WHAT YOU WILL DO ▸
Return the lines of the data below in which the string "retryable" occurs.

== DATA FOR THIS TASK ==

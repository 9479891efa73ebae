use std::time::Duration;

use serde::{Deserialize, Serialize};

use crate::{QueueError, QueueResult};

/// Longest delay a retry can be pushed out by (fits a millisecond timestamp column)
const MAX_DELAY_MS: f64 = i64::MAX as f64;

/// Exponential backoff schedule attached to every job
#[derive(Debug, Clone, Copy, PartialEq, Serialize, Deserialize)]
pub struct RetryPolicy {
    /// Retries allowed after the first attempt
    pub max_retries: u32,

    /// Delay before the first retry, in milliseconds
    pub retry_delay_ms: u64,

    /// Multiplier applied per additional attempt
    pub backoff_factor: f64,
}

impl Default for RetryPolicy {
    fn default() -> Self {
        Self {
            max_retries: 3,
            retry_delay_ms: 1000,
            backoff_factor: 2.0,
        }
    }
}

impl RetryPolicy {
    /// Create a policy from explicit parameters
    pub fn new(max_retries: u32, retry_delay: Duration, backoff_factor: f64) -> Self {
        Self {
            max_retries,
            retry_delay_ms: retry_delay.as_millis().min(u64::MAX as u128) as u64,
            backoff_factor,
        }
    }

    /// Delay applied after the given failed attempt (1-based):
    /// `retry_delay_ms * backoff_factor^(attempt - 1)`
    pub fn delay_for(&self, attempt: u32) -> Duration {
        let exponent = attempt.saturating_sub(1).min(i32::MAX as u32) as i32;
        let millis = self.retry_delay_ms as f64 * self.backoff_factor.powi(exponent);

        if millis.is_nan() || millis <= 0.0 {
            Duration::ZERO
        } else if millis >= MAX_DELAY_MS {
            Duration::from_millis(i64::MAX as u64)
        } else {
            Duration::from_millis(millis.round() as u64)
        }
    }

    /// Whether another attempt is allowed once `attempts` failures have been recorded
    pub fn allows_retry(&self, attempts: u32) -> bool {
        attempts <= self.max_retries
    }

    /// Reject factors that would produce a meaningless schedule
    pub fn validate(&self) -> QueueResult<()> {
        if !self.backoff_factor.is_finite() || self.backoff_factor < 0.0 {
            return Err(QueueError::invalid_config(format!(
                "backoff_factor must be a finite, non-negative number (got {})",
                self.backoff_factor
            )));
        }
        Ok(())
    }
}

/// Per-job overrides of the queue's retry defaults
#[derive(Debug, Clone, Copy, Default, PartialEq)]
pub struct EnqueueOptions {
    pub max_retries: Option<u32>,
    pub retry_delay: Option<Duration>,
    pub backoff_factor: Option<f64>,
}

impl EnqueueOptions {
    pub fn new() -> Self {
        Self::default()
    }

    /// Override the maximum retry count
    pub fn with_max_retries(mut self, max_retries: u32) -> Self {
        self.max_retries = Some(max_retries);
        self
    }

    /// Override the base retry delay
    pub fn with_retry_delay(mut self, delay: Duration) -> Self {
        self.retry_delay = Some(delay);
        self
    }

    /// Override the backoff multiplier
    pub fn with_backoff_factor(mut self, factor: f64) -> Self {
        self.backoff_factor = Some(factor);
        self
    }

    /// Merge these overrides onto the queue defaults
    pub fn resolve(&self, defaults: &RetryPolicy) -> QueueResult<RetryPolicy> {
        let policy = RetryPolicy {
            max_retries: self.max_retries.unwrap_or(defaults.max_retries),
            retry_delay_ms: self
                .retry_delay
                .map(|d| d.as_millis().min(u64::MAX as u128) as u64)
                .unwrap_or(defaults.retry_delay_ms),
            backoff_factor: self.backoff_factor.unwrap_or(defaults.backoff_factor),
        };
        policy.validate()?;
        Ok(policy)
    }
}

#[cfg(test)]
mod tests {
    use super::*;
    use proptest::prelude::*;

    #[test]
    fn test_default_schedule() {
        let policy = RetryPolicy::default();

        assert_eq!(policy.delay_for(1), Duration::from_millis(1000));
        assert_eq!(policy.delay_for(2), Duration::from_millis(2000));
        assert_eq!(policy.delay_for(3), Duration::from_millis(4000));
    }

    #[test]
    fn test_retry_allowance() {
        let policy = RetryPolicy::default();

        assert!(policy.allows_retry(3));
        assert!(!policy.allows_retry(4));
    }

    #[test]
    fn test_options_override_defaults() {
        let options = EnqueueOptions::new()
            .with_max_retries(5)
            .with_backoff_factor(3.0);

        let policy = options.resolve(&RetryPolicy::default()).unwrap();
        assert_eq!(policy.max_retries, 5);
        assert_eq!(policy.retry_delay_ms, 1000);
        assert_eq!(policy.backoff_factor, 3.0);
    }

    #[test]
    fn test_invalid_factor_rejected() {
        let options = EnqueueOptions::new().with_backoff_factor(f64::NAN);
        assert!(matches!(
            options.resolve(&RetryPolicy::default()),
            Err(QueueError::InvalidConfig(_))
        ));
    }

    #[test]
    fn test_huge_exponent_saturates() {
        let policy = RetryPolicy::new(u32::MAX, Duration::from_secs(1), 10.0);
        assert_eq!(policy.delay_for(500), Duration::from_millis(i64::MAX as u64));
    }

    proptest! {
        #[test]
        fn delay_matches_formula(base in 1u64..10_000, factor in 1.0f64..4.0, attempt in 1u32..8) {
            let policy = RetryPolicy { max_retries: 10, retry_delay_ms: base, backoff_factor: factor };
            let expected = (base as f64 * factor.powi(attempt as i32 - 1)).round() as u64;
            prop_assert_eq!(policy.delay_for(attempt), Duration::from_millis(expected));
        }

        #[test]
        fn delay_never_shrinks_with_factor_at_least_one(base in 0u64..10_000, factor in 1.0f64..4.0, attempt in 1u32..30) {
            let policy = RetryPolicy { max_retries: 40, retry_delay_ms: base, backoff_factor: factor };
            prop_assert!(policy.delay_for(attempt + 1) >= policy.delay_for(attempt));
        }
    }
}
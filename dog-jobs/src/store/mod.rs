//! Durable job storage.
//!
//! A store only persists records; the queues decide every state transition
//! and hand the store the resulting row.

pub mod memory;
#[cfg(feature = "sqlite")]
pub mod sqlite;

pub use memory::MemoryStore;
#[cfg(feature = "sqlite")]
pub use sqlite::SqliteStore;

use async_trait::async_trait;
use chrono::{DateTime, Utc};
use serde::{Deserialize, Serialize};

use crate::{JobId, JobRecord, JobStatus, QueueResult};

/// Row counts per status
#[derive(Debug, Clone, Copy, Default, PartialEq, Eq, Serialize, Deserialize)]
pub struct StatusCounts {
    pub pending: u64,
    pub running: u64,
    pub completed: u64,
    pub failed: u64,
}

impl StatusCounts {
    pub(crate) fn add(&mut self, status: JobStatus, count: u64) {
        match status {
            JobStatus::Pending => self.pending += count,
            JobStatus::Running => self.running += count,
            JobStatus::Completed => self.completed += count,
            JobStatus::Failed => self.failed += count,
        }
    }

    pub fn total(&self) -> u64 {
        self.pending + self.running + self.completed + self.failed
    }
}

/// Storage contract used by the persistent queue
#[async_trait]
pub trait JobStore: Send + Sync + 'static {
    /// Persist a new record. Fails if the id already exists.
    async fn insert(&self, record: &JobRecord) -> QueueResult<()>;

    /// Overwrite the mutable columns of an existing record
    async fn update(&self, record: &JobRecord) -> QueueResult<()>;

    async fn get(&self, id: &JobId) -> QueueResult<Option<JobRecord>>;

    /// Rows in `pending` or `running`, ordered by `available_at` then `created_at`
    async fn recoverable(&self) -> QueueResult<Vec<JobRecord>>;

    /// Up to `limit` pending rows with `available_at <= now`, in availability order
    async fn due(&self, now: DateTime<Utc>, limit: usize) -> QueueResult<Vec<JobRecord>>;

    async fn status_counts(&self) -> QueueResult<StatusCounts>;

    /// Short backend identifier reported in metrics
    fn backend(&self) -> &'static str;

    fn is_open(&self) -> bool;

    /// Close the store; later calls fail with `StoreClosed`
    async fn close(&self);
}
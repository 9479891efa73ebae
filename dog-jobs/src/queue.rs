use async_trait::async_trait;

use crate::observability::QueueMetrics;
use crate::{EnqueueOptions, JobId, Payload, QueueResult};

/// Operations shared by the persistent and ephemeral queues.
///
/// The scheduler and handlers that fan out follow-up work only need this
/// trait, so they run unchanged against either variant.
#[async_trait]
pub trait JobQueue: Send + Sync {
    /// Queue name used in log events
    fn name(&self) -> &str;

    /// Accept a job and return its id without waiting for it to run
    async fn enqueue(&self, job_type: &str, payload: Payload, options: EnqueueOptions) -> QueueResult<JobId>;

    /// Resolve once nothing is queued or executing
    async fn wait_for_idle(&self);

    /// Stop dispatching; in-flight jobs still finish
    fn stop(&self);

    async fn metrics(&self) -> QueueResult<QueueMetrics>;
}
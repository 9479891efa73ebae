pub mod ids;
pub mod policy;
pub mod record;
pub mod events;

pub use ids::JobId;
pub use policy::{EnqueueOptions, RetryPolicy};
pub use record::{FailureOutcome, JobRecord, JobStatus, Payload};
pub use events::JobEvent;
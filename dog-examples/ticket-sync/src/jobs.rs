//! Ticket portal jobs: a periodic sync that fans out one download per ticket.

use async_trait::async_trait;
use dog_jobs::prelude::*;
use serde::{Deserialize, Serialize};
use std::time::Duration;
use tracing::info;

/// Lists tickets on a portal and enqueues a download for each
#[derive(Debug, Clone, Serialize, Deserialize)]
pub struct SyncTickets {
    pub portal: String,
}

#[derive(Clone)]
pub struct SyncContext {
    pub queue: WeakPersistentQueue,
    pub tickets_per_sync: u32,
}

#[async_trait]
impl Job for SyncTickets {
    type Context = SyncContext;
    type Output = u32;

    const JOB_TYPE: &'static str = "sync_tickets";

    async fn execute(&self, meta: &JobMeta, ctx: Self::Context) -> Result<Self::Output, JobError> {
        let Some(queue) = ctx.queue.upgrade() else {
            return Err(JobError::permanent("ticket queue has shut down"));
        };

        let mut enqueued = 0;
        for n in 1..=ctx.tickets_per_sync {
            let download = DownloadTicket {
                portal: self.portal.clone(),
                ticket_id: format!("{}-{:04}", self.portal, n),
            };
            queue
                .enqueue_job(&download)
                .await
                .map_err(|e| JobError::retryable(format!("failed to enqueue download: {}", e)))?;
            enqueued += 1;
        }

        info!(sync_id = %meta.id, portal = %self.portal, enqueued, "Ticket sync fanned out");
        Ok(enqueued)
    }
}

/// Fetches one ticket, throttled by the shared limiter
#[derive(Debug, Clone, Serialize, Deserialize)]
pub struct DownloadTicket {
    pub portal: String,
    pub ticket_id: String,
}

#[derive(Clone)]
pub struct DownloadContext {
    pub limiter: RateLimiter,
}

#[async_trait]
impl Job for DownloadTicket {
    type Context = DownloadContext;
    type Output = ();

    const JOB_TYPE: &'static str = "download_ticket";
    const MAX_RETRIES: u32 = 4;

    async fn execute(&self, meta: &JobMeta, ctx: Self::Context) -> Result<Self::Output, JobError> {
        ctx.limiter.acquire().await;

        // Simulated portal: tickets ending in 7 are rate limited on the first try
        tokio::time::sleep(Duration::from_millis(50)).await;
        if meta.attempt == 1 && self.ticket_id.ends_with('7') {
            return Err(JobError::retryable(format!("portal returned 429 for {}", self.ticket_id)));
        }

        info!(ticket_id = %self.ticket_id, attempt = meta.attempt, "Ticket downloaded");
        Ok(())
    }
}
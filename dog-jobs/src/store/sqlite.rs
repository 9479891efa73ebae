//! SQLite job store backed by an `sqlx` pool.
//!
//! Timestamps are stored as unix milliseconds so that `(status, available_at)`
//! range scans stay on the index.

use std::str::FromStr;

use async_trait::async_trait;
use chrono::{DateTime, TimeZone, Utc};
use sqlx::sqlite::{SqliteConnectOptions, SqlitePool, SqlitePoolOptions, SqliteRow};
use sqlx::Row;
use tracing::debug;

use super::{JobStore, StatusCounts};
use crate::{JobId, JobRecord, JobStatus, Payload, QueueError, QueueResult};

const CREATE_TABLE: &str = r#"
    CREATE TABLE IF NOT EXISTS jobs (
        id              TEXT PRIMARY KEY,
        type            TEXT NOT NULL,
        payload         TEXT NOT NULL,
        attempts        INTEGER NOT NULL DEFAULT 0,
        max_retries     INTEGER NOT NULL DEFAULT 3,
        retry_delay_ms  INTEGER NOT NULL DEFAULT 1000,
        backoff_factor  REAL NOT NULL DEFAULT 2,
        status          TEXT NOT NULL,
        available_at    INTEGER NOT NULL,
        created_at      INTEGER NOT NULL,
        updated_at      INTEGER NOT NULL,
        last_error      TEXT NULL
    )
"#;

const CREATE_INDEX: &str =
    "CREATE INDEX IF NOT EXISTS idx_jobs_status_available ON jobs (status, available_at)";

const COLUMNS: &str = "id, type, payload, attempts, max_retries, retry_delay_ms, backoff_factor, \
                       status, available_at, created_at, updated_at, last_error";

/// SQLite-backed job store.
///
/// Cheap to clone; clones share the pool.
#[derive(Debug, Clone)]
pub struct SqliteStore {
    pool: SqlitePool,
}

impl SqliteStore {
    /// Open (creating if missing) the database at `url`, e.g. `sqlite://jobs.db`
    pub async fn connect(url: &str) -> QueueResult<Self> {
        let options = SqliteConnectOptions::from_str(url)?.create_if_missing(true);
        let pool = SqlitePoolOptions::new()
            .max_connections(5)
            .connect_with(options)
            .await?;

        Self::from_pool(pool).await
    }

    /// Private in-memory database, kept alive on a single connection
    pub async fn in_memory() -> QueueResult<Self> {
        let options = SqliteConnectOptions::from_str("sqlite::memory:")?;
        let pool = SqlitePoolOptions::new()
            .max_connections(1)
            .min_connections(1)
            .idle_timeout(None)
            .max_lifetime(None)
            .connect_with(options)
            .await?;

        Self::from_pool(pool).await
    }

    /// Wrap an existing pool, creating the `jobs` table and index if needed
    pub async fn from_pool(pool: SqlitePool) -> QueueResult<Self> {
        sqlx::query(CREATE_TABLE).execute(&pool).await?;
        sqlx::query(CREATE_INDEX).execute(&pool).await?;
        debug!("SQLite job store ready");

        Ok(Self { pool })
    }

    pub fn pool(&self) -> &SqlitePool {
        &self.pool
    }

    async fn select(&self, sql: &str, bind_now: Option<i64>, limit: Option<i64>) -> QueueResult<Vec<JobRecord>> {
        let mut query = sqlx::query(sql);
        if let Some(now) = bind_now {
            query = query.bind(now);
        }
        if let Some(limit) = limit {
            query = query.bind(limit);
        }

        let rows = query.fetch_all(&self.pool).await?;
        rows.iter().map(decode_row).collect()
    }
}

fn to_millis(at: &DateTime<Utc>) -> i64 {
    at.timestamp_millis()
}

fn from_millis(column: &str, ms: i64) -> QueueResult<DateTime<Utc>> {
    Utc.timestamp_millis_opt(ms)
        .single()
        .ok_or_else(|| QueueError::Store(format!("{} out of range: {}", column, ms)))
}

fn to_u32(column: &str, value: i64) -> QueueResult<u32> {
    u32::try_from(value).map_err(|_| QueueError::Store(format!("{} out of range: {}", column, value)))
}

fn decode_row(row: &SqliteRow) -> QueueResult<JobRecord> {
    let payload: String = row.try_get("payload")?;
    let payload: Payload = serde_json::from_str(&payload)?;
    let status: String = row.try_get("status")?;
    let status = JobStatus::from_str(&status).map_err(QueueError::Store)?;
    let retry_delay_ms: i64 = row.try_get("retry_delay_ms")?;

    Ok(JobRecord {
        id: JobId::from(row.try_get::<String, _>("id")?),
        job_type: row.try_get("type")?,
        payload,
        attempts: to_u32("attempts", row.try_get("attempts")?)?,
        max_retries: to_u32("max_retries", row.try_get("max_retries")?)?,
        retry_delay_ms: u64::try_from(retry_delay_ms).unwrap_or(0),
        backoff_factor: row.try_get("backoff_factor")?,
        status,
        available_at: from_millis("available_at", row.try_get("available_at")?)?,
        created_at: from_millis("created_at", row.try_get("created_at")?)?,
        updated_at: from_millis("updated_at", row.try_get("updated_at")?)?,
        last_error: row.try_get("last_error")?,
    })
}

#[async_trait]
impl JobStore for SqliteStore {
    async fn insert(&self, record: &JobRecord) -> QueueResult<()> {
        let payload = serde_json::to_string(&record.payload)?;

        sqlx::query(&format!(
            "INSERT INTO jobs ({}) VALUES (?1, ?2, ?3, ?4, ?5, ?6, ?7, ?8, ?9, ?10, ?11, ?12)",
            COLUMNS
        ))
        .bind(record.id.as_str())
        .bind(&record.job_type)
        .bind(payload)
        .bind(i64::from(record.attempts))
        .bind(i64::from(record.max_retries))
        .bind(i64::try_from(record.retry_delay_ms).unwrap_or(i64::MAX))
        .bind(record.backoff_factor)
        .bind(record.status.as_str())
        .bind(to_millis(&record.available_at))
        .bind(to_millis(&record.created_at))
        .bind(to_millis(&record.updated_at))
        .bind(record.last_error.as_deref())
        .execute(&self.pool)
        .await?;

        Ok(())
    }

    async fn update(&self, record: &JobRecord) -> QueueResult<()> {
        let result = sqlx::query(
            r#"
            UPDATE jobs
            SET attempts = ?1,
                status = ?2,
                available_at = ?3,
                updated_at = ?4,
                last_error = ?5
            WHERE id = ?6
            "#,
        )
        .bind(i64::from(record.attempts))
        .bind(record.status.as_str())
        .bind(to_millis(&record.available_at))
        .bind(to_millis(&record.updated_at))
        .bind(record.last_error.as_deref())
        .bind(record.id.as_str())
        .execute(&self.pool)
        .await?;

        if result.rows_affected() == 0 {
            return Err(QueueError::JobNotFound(record.id.to_string()));
        }
        Ok(())
    }

    async fn get(&self, id: &JobId) -> QueueResult<Option<JobRecord>> {
        let row = sqlx::query(&format!("SELECT {} FROM jobs WHERE id = ?1", COLUMNS))
            .bind(id.as_str())
            .fetch_optional(&self.pool)
            .await?;

        row.as_ref().map(decode_row).transpose()
    }

    async fn recoverable(&self) -> QueueResult<Vec<JobRecord>> {
        let sql = format!(
            "SELECT {} FROM jobs WHERE status IN ('pending', 'running') ORDER BY available_at, created_at",
            COLUMNS
        );
        self.select(&sql, None, None).await
    }

    async fn due(&self, now: DateTime<Utc>, limit: usize) -> QueueResult<Vec<JobRecord>> {
        let sql = format!(
            "SELECT {} FROM jobs WHERE status = 'pending' AND available_at <= ?1 \
             ORDER BY available_at, created_at LIMIT ?2",
            COLUMNS
        );
        let limit = i64::try_from(limit).unwrap_or(i64::MAX);
        self.select(&sql, Some(to_millis(&now)), Some(limit)).await
    }

    async fn status_counts(&self) -> QueueResult<StatusCounts> {
        let rows = sqlx::query("SELECT status, COUNT(*) AS count FROM jobs GROUP BY status")
            .fetch_all(&self.pool)
            .await?;

        let mut counts = StatusCounts::default();
        for row in rows {
            let status: String = row.try_get("status")?;
            let count: i64 = row.try_get("count")?;
            if let Ok(status) = JobStatus::from_str(&status) {
                counts.add(status, u64::try_from(count).unwrap_or(0));
            }
        }
        Ok(counts)
    }

    fn backend(&self) -> &'static str {
        "sqlite"
    }

    fn is_open(&self) -> bool {
        !self.pool.is_closed()
    }

    async fn close(&self) {
        self.pool.close().await;
    }
}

===

PROBLEM SOLUTION ▸
                .map_err(|e| JobError::retryable(format!("failed to enqueue download: {}", e)))?;
            return Err(JobError::retryable(format!("portal returned 429 for {}", self.ticket_id)));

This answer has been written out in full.